== Records shown
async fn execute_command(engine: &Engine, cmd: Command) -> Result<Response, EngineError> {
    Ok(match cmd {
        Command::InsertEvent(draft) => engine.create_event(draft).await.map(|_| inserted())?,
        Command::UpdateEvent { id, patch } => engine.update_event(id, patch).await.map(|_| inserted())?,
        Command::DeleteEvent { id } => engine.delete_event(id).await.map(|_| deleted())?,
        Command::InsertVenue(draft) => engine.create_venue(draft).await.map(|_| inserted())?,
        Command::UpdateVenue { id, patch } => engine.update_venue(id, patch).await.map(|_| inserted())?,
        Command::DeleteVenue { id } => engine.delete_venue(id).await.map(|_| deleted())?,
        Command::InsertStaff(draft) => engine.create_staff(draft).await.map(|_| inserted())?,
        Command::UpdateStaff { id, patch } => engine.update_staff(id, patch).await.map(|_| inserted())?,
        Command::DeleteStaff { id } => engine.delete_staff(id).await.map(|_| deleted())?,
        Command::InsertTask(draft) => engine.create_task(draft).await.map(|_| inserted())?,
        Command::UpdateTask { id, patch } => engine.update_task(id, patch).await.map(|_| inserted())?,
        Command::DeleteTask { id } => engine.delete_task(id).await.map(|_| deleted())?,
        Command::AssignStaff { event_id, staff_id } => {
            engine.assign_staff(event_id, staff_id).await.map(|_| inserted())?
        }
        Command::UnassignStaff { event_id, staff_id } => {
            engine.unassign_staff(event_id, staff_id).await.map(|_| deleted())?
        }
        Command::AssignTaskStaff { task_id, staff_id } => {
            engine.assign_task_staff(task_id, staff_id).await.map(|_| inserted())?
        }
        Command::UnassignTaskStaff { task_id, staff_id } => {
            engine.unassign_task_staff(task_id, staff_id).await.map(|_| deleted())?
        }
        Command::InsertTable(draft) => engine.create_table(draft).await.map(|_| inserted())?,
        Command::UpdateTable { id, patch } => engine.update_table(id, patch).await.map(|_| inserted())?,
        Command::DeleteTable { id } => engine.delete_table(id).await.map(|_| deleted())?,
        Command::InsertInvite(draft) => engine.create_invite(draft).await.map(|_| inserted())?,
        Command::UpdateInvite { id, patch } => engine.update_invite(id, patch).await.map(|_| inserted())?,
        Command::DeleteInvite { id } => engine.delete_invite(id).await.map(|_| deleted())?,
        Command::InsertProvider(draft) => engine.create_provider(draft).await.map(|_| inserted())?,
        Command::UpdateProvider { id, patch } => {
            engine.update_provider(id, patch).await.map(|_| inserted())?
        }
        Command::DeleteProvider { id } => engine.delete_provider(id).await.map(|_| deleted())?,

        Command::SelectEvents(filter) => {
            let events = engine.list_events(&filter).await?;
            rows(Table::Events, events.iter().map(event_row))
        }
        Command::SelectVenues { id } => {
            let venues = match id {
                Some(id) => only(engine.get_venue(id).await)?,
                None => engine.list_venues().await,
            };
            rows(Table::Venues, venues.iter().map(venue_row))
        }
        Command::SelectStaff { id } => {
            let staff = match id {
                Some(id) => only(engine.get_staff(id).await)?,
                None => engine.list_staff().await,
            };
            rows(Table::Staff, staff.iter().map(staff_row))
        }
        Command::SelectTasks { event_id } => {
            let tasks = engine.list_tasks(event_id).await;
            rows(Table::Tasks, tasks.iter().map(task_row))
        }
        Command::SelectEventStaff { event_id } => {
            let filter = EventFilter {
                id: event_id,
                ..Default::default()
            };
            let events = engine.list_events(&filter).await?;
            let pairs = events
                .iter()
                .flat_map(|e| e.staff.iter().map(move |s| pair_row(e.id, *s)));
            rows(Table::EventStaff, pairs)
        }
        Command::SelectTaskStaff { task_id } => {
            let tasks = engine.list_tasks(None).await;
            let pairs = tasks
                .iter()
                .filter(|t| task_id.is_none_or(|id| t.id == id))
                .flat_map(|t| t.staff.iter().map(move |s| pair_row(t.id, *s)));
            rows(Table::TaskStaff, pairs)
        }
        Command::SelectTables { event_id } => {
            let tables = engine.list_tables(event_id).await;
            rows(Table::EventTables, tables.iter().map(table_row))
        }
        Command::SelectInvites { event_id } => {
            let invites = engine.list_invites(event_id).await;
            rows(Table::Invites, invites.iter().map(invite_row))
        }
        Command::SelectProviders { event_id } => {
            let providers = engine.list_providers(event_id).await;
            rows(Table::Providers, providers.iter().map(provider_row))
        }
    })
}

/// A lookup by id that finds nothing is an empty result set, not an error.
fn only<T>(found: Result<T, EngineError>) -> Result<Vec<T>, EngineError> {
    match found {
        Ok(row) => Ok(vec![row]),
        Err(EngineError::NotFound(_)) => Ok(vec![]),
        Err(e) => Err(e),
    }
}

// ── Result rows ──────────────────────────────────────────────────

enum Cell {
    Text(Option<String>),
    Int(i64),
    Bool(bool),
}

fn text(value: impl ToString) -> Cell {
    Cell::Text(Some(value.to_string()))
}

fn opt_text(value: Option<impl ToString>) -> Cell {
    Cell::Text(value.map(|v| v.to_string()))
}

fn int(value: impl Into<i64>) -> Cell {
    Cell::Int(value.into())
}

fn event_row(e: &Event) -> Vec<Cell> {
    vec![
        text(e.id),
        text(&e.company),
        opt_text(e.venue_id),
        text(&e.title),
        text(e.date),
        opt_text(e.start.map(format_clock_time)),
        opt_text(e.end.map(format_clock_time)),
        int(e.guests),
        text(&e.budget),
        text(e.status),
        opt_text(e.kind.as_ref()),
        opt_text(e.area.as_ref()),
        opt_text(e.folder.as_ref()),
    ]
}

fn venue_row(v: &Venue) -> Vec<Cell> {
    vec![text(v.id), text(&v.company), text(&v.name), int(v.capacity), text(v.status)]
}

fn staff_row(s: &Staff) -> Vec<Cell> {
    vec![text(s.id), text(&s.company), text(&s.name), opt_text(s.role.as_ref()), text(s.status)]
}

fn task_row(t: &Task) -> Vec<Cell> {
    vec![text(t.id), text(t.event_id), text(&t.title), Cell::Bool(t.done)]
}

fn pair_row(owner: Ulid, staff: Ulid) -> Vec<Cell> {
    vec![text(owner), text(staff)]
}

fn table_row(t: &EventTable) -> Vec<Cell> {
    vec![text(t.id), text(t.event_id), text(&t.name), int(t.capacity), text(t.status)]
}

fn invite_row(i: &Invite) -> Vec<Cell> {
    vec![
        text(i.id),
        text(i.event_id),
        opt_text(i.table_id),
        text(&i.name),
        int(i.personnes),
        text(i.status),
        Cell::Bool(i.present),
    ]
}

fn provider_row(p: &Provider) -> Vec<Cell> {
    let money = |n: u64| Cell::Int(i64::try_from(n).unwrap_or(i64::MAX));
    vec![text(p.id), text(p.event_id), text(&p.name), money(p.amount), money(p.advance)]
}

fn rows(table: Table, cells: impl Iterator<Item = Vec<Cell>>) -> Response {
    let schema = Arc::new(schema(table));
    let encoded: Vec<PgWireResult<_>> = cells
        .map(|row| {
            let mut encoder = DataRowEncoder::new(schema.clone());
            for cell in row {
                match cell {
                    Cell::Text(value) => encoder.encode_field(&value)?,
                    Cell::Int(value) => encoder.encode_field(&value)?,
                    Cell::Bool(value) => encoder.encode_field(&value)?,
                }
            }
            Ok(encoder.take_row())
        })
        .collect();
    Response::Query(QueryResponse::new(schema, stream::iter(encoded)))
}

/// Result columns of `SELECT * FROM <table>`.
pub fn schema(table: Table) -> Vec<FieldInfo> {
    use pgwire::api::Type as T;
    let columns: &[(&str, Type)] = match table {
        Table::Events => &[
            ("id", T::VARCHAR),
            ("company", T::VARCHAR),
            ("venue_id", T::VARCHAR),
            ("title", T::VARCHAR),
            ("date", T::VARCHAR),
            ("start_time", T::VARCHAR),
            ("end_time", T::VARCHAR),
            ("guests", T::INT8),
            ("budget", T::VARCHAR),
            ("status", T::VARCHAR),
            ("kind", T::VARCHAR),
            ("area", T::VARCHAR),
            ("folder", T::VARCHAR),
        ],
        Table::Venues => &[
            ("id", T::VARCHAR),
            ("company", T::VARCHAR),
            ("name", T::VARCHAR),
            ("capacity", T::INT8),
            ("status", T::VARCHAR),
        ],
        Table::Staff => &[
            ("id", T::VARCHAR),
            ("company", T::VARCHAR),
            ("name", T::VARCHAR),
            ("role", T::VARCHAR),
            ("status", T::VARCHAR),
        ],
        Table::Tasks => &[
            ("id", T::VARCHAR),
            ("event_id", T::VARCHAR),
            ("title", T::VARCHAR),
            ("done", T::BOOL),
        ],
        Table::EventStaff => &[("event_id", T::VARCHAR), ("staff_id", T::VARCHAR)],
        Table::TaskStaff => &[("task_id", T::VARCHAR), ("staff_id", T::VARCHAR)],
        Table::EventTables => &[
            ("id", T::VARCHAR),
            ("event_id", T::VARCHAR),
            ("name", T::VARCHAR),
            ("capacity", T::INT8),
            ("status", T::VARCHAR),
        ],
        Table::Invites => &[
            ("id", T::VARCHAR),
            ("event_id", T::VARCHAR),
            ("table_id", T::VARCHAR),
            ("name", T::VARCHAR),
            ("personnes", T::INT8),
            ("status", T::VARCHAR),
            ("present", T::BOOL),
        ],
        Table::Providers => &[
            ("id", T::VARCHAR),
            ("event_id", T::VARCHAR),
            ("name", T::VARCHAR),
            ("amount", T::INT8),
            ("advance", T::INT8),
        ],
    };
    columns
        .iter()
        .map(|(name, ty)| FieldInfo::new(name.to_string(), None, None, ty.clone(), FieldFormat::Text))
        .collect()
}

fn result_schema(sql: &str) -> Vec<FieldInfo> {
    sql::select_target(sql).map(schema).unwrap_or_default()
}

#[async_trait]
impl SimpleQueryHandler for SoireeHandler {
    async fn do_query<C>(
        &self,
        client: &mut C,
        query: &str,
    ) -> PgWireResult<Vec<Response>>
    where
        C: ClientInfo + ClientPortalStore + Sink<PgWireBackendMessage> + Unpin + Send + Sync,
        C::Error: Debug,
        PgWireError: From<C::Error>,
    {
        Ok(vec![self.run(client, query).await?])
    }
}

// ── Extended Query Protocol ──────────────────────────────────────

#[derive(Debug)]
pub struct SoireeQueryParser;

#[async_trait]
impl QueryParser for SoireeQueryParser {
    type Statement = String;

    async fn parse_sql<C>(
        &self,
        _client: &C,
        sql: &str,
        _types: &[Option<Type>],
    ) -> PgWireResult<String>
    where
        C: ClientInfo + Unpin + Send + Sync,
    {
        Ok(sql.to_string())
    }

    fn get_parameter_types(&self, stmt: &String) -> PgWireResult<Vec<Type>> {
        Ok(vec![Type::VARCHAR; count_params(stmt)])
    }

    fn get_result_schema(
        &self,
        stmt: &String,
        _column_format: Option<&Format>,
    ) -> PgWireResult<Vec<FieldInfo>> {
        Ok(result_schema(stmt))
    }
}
====
**Exercise brief**
Note each line of the entries that has "columns" in it, and copy those lines.

**Solution**
/// Result columns of `SELECT * FROM <table>`.
    let columns: &[(&str, Type)] = match table {
    columns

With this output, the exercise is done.